You know why I think office sex is so explosive? You're sort of forced to treat everyone courteously, and there are rules in place, and the real truth about rules is not that they were meant to be broken, per se, but they make you more creative. They birth all sorts of interesting ways to rebel, all the while maintaining a guise of professionalism. When getting essentially "paid" to play "Tetris" is such a thrill, just imagine getting paid to flirt and grope on company time. The touch of a hand, the protectiveness (covering for them in front of the boss, etc.) -- it's a glorious game!

Caveat Humptor

Look -- don't forget that the reason you have a job in the first place is health insurance, not endless orgasms (although one certainly makes the other easier). So don't get caught. The copy room, conference room and supply closet are all wonderful places ... to get fired. Stick to the desk inside the private office (yours, hers, his, whatever), the after-office-hours (watch out for security cameras!), the secret bathroom in the basement that nobody knows about with the locking door, etc.

It's also important to pick your partner wisely.

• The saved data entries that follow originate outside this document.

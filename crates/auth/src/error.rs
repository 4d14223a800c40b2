//! Auth Error Types
//!
//! Auth-specific error variants that integrate with the unified
//! `kernel::error::AppError` system.

use axum::http::StatusCode;
use axum::response::{IntoResponse, Response};
use kernel::error::{app_error::AppError, kind::ErrorKind};
use thiserror::Error;

/// Auth-specific result type alias
pub type AuthResult<T> = Result<T, AuthError>;

/// Auth-specific error variants
#[derive(Debug, Error)]
pub enum AuthError {
    /// Wrong password, unknown user, or archived user.
    /// One variant on purpose: the response must not distinguish them.
    #[error("Invalid credentials")]
    InvalidCredentials,

    /// Account is locked (too many failed attempts)
    #[error("Account is temporarily locked")]
    AccountLocked,

    /// Invalid TOTP code
    #[error("Invalid two-factor authentication code")]
    InvalidTwoFactorCode,

    /// Database error
    #[error("Database error: {0}")]
    Database(#[from] sqlx::Error),

    /// Internal error
    #[error("Internal error: {0}")]
    Internal(String),
}

impl AuthError {
    /// Get the HTTP status code for this error
    pub fn status_code(&self) -> StatusCode {
        match self {
            AuthError::InvalidCredentials | AuthError::InvalidTwoFactorCode => {
                StatusCode::UNAUTHORIZED
            }
            AuthError::AccountLocked => StatusCode::FORBIDDEN,
            AuthError::Database(_) | AuthError::Internal(_) => StatusCode::INTERNAL_SERVER_ERROR,
        }
    }

    /// Get the ErrorKind for this error
    pub fn kind(&self) -> ErrorKind {
        match self {
            AuthError::InvalidCredentials | AuthError::InvalidTwoFactorCode => {
                ErrorKind::Unauthorized
            }
            AuthError::AccountLocked => ErrorKind::Forbidden,
            AuthError::Database(_) | AuthError::Internal(_) => ErrorKind::InternalServerError,
        }
    }

    /// Convert to AppError
    pub fn to_app_error(&self) -> AppError {
        AppError::new(self.kind(), self.to_string())
    }

    /// Log the error with appropriate level
    fn log(&self) {
        match self {
            AuthError::Database(e) => {
                tracing::error!(error = %e, "Auth database error");
            }
            AuthError::Internal(msg) => {
                tracing::error!(message = %msg, "Auth internal error");
            }
            AuthError::InvalidCredentials => {
                tracing::warn!("Invalid login attempt");
            }
            AuthError::AccountLocked => {
                tracing::warn!("Login attempt on locked account");
            }
            _ => {
                tracing::debug!(error = %self, "Auth error");
            }
        }
    }
}

impl IntoResponse for AuthError {
    fn into_response(self) -> Response {
        self.log();
        self.to_app_error().into_response()
    }
}

impl From<AppError> for AuthError {
    fn from(err: AppError) -> Self {
        AuthError::Internal(err.to_string())
    }
}

#[cfg(test)]
mod tests {
    use super::*;

    #[test]
    fn test_status_codes() {
        assert_eq!(
            AuthError::InvalidCredentials.status_code(),
            StatusCode::UNAUTHORIZED
        );
        assert_eq!(
            AuthError::InvalidTwoFactorCode.status_code(),
            StatusCode::UNAUTHORIZED
        );
        assert_eq!(AuthError::AccountLocked.status_code(), StatusCode::FORBIDDEN);
        assert_eq!(
            AuthError::Internal("x".into()).status_code(),
            StatusCode::INTERNAL_SERVER_ERROR
        );
    }

    #[test]
    fn test_message_does_not_leak_account_existence() {
        // Unknown user and wrong password must render identically
        assert_eq!(
            AuthError::InvalidCredentials.to_string(),
            "Invalid credentials"
        );
    }
}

An obvious rule: Do not sleep with your boss. Just don't. And don't sleep with a subordinate, because you will get sued and take the company down with you. Sleep with somebody sane, a little slutty and on a similar career level -- ethical quandaries and emotional issues are unnecessary additions to the already-inherent riskiness. 

Finally, and this might sound counterintuitive, but don't have office sex with someone you merely find attractive. It's actually -- like in real life -- better if you like seeing them. You know that wave of nausea that hits you when you bump into a One-Timer on the street? Multiply that by, like, a thousand if you have office sex with someone you wouldn't normally see again. 

Now go, singles! Have office sex! Watch out for paper cuts. And the herp.